Employees of the industrial hemp company IND HEMP were joined by Fort Benton Mayor Rick Morris and Democratic U.S. Senator Jon Tester for the ceremony, which marked the opening of the nation’s first scaled hemp decortication and fiber processing plant. The Chouteau County town, with around 1,500 residents, gained national attention for the opening event.
“Stuff like this just doesn’t come along for rural Montana,” said Morris. “It’s a big deal for Fort Benton.”
The industrial hemp company is providing dozens of employment opportunities in Fort Benton. Over the next several years, it hopes to center its production in the region and eventually develop a second facility. Together, the plants will support over 30,000 acres of industrial hemp production in the Golden Triangle.
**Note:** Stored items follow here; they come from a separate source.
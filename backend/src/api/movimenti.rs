use axum::{
    extract::{Path, Query, State},
    Json,
};
use rust_decimal::Decimal;
use serde::Deserialize;
use sqlx::PgPool;
use uuid::Uuid;

use crate::{
    auth::AuthUser,
    error::{AppError, Result},
    models::movimento::{CreateMovimentoRequest, MovimentoAziendale, TipoMovimento},
};

const MOVIMENTO_COLS: &str =
    "id, data, tipo, categoria, importo, descrizione, stipendio_id, servizio_id, created_at";

#[derive(Debug, Deserialize)]
pub struct MovimentoListParams {
    pub mese: Option<i32>,
    pub anno: Option<i32>,
    pub tipo: Option<TipoMovimento>,
}

// The company ledger is staff-only in both directions.
pub async fn list(
    State(pool): State<PgPool>,
    auth: AuthUser,
    Query(params): Query<MovimentoListParams>,
) -> Result<Json<Vec<MovimentoAziendale>>> {
    if !auth.role.can_manage_payroll() {
        return Err(AppError::Forbidden);
    }

    let movimenti = sqlx::query_as::<_, MovimentoAziendale>(&format!(
        "SELECT {MOVIMENTO_COLS} FROM movimenti_aziendali
         WHERE ($1::int IS NULL OR EXTRACT(MONTH FROM data) = $1)
           AND ($2::int IS NULL OR EXTRACT(YEAR FROM data) = $2)
           AND ($3::tipo_movimento IS NULL OR tipo = $3)
         ORDER BY data DESC, created_at DESC"
    ))
    .bind(params.mese)
    .bind(params.anno)
    .bind(params.tipo)
    .fetch_all(&pool)
    .await?;

    Ok(Json(movimenti))
}

pub async fn create(
    State(pool): State<PgPool>,
    auth: AuthUser,
    Json(req): Json<CreateMovimentoRequest>,
) -> Result<Json<MovimentoAziendale>> {
    use validator::Validate;
    req.validate()?;

    if !auth.role.can_manage_payroll() {
        return Err(AppError::Forbidden);
    }
    if req.importo <= Decimal::ZERO {
        return Err(AppError::BadRequest(
            "importo must be greater than zero".into(),
        ));
    }
    if let Some(servizio_id) = req.servizio_id {
        let esiste =
            sqlx::query_scalar::<_, bool>("SELECT EXISTS(SELECT 1 FROM servizi WHERE id = $1)")
                .bind(servizio_id)
                .fetch_one(&pool)
                .await?;
        if !esiste {
            return Err(AppError::NotFound("Service not found".into()));
        }
    }

    let movimento = sqlx::query_as::<_, MovimentoAziendale>(&format!(
        "INSERT INTO movimenti_aziendali (id, data, tipo, categoria, importo, descrizione, servizio_id)
         VALUES ($1, $2, $3, $4, $5, $6, $7)
         RETURNING {MOVIMENTO_COLS}"
    ))
    .bind(Uuid::new_v4())
    .bind(req.data)
    .bind(req.tipo)
    .bind(req.categoria.trim())
    .bind(req.importo)
    .bind(&req.descrizione)
    .bind(req.servizio_id)
    .fetch_one(&pool)
    .await?;

    Ok(Json(movimento))
}

pub async fn delete(
    State(pool): State<PgPool>,
    auth: AuthUser,
    Path(id): Path<Uuid>,
) -> Result<Json<serde_json::Value>> {
    if !auth.role.can_manage_payroll() {
        return Err(AppError::Forbidden);
    }

    // Rows written by a payslip payment are part of the payroll record.
    let stipendio_id = sqlx::query_scalar::<_, Option<Uuid>>(
        "SELECT stipendio_id FROM movimenti_aziendali WHERE id = $1",
    )
    .bind(id)
    .fetch_optional(&pool)
    .await?
    .ok_or_else(|| AppError::NotFound("Ledger entry not found".into()))?;

    if stipendio_id.is_some() {
        return Err(AppError::Conflict(
            "Ledger entry belongs to a paid payslip and cannot be deleted".into(),
        ));
    }

    sqlx::query("DELETE FROM movimenti_aziendali WHERE id = $1")
        .bind(id)
        .execute(&pool)
        .await?;

    Ok(Json(serde_json::json!({ "ok": true })))
}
“This is the birthplace of Montana; this could well be the birthplace of hemp processing, which is really good for Montana,” Tester said. “And it’s good for the country.”
The groundbreaking was made possible by the passage of the federal Farm Bill in 2018, which fully legalized the regulated production of industrial hemp at the federal level in the U.S.
Hemp is part of the plant family Cannabis sativa and is related to marijuana, but it’s legal because it doesn’t contain the same levels of the psychoactive compound tetrahydrocannabinol (THC). Industrial hemp is a convertible crop used for all sorts of everyday items, like paper products, textile products and plastics.
The U.S. hemp industry has grown considerably since the passage of the 2018 farm bill, but still lags behind Canada’s hemp industry. Hemp farmers in Fort Benton say they’re wary of continued regulation, which they say has inhibited growth relative to Canada’s hemp industry.
As much of the country suffers from the economic blow of the pandemic, Montana’s economy has relied heavily on its relatively stable farming industry to weather the storm. For a rural community like Fort Benton, particularly susceptible to a recession, a new farming commodity could be a breath of fresh air.
“Something that hasn’t existed in this country before, now existing in Fort Benton, is a very good sign,” Tester said.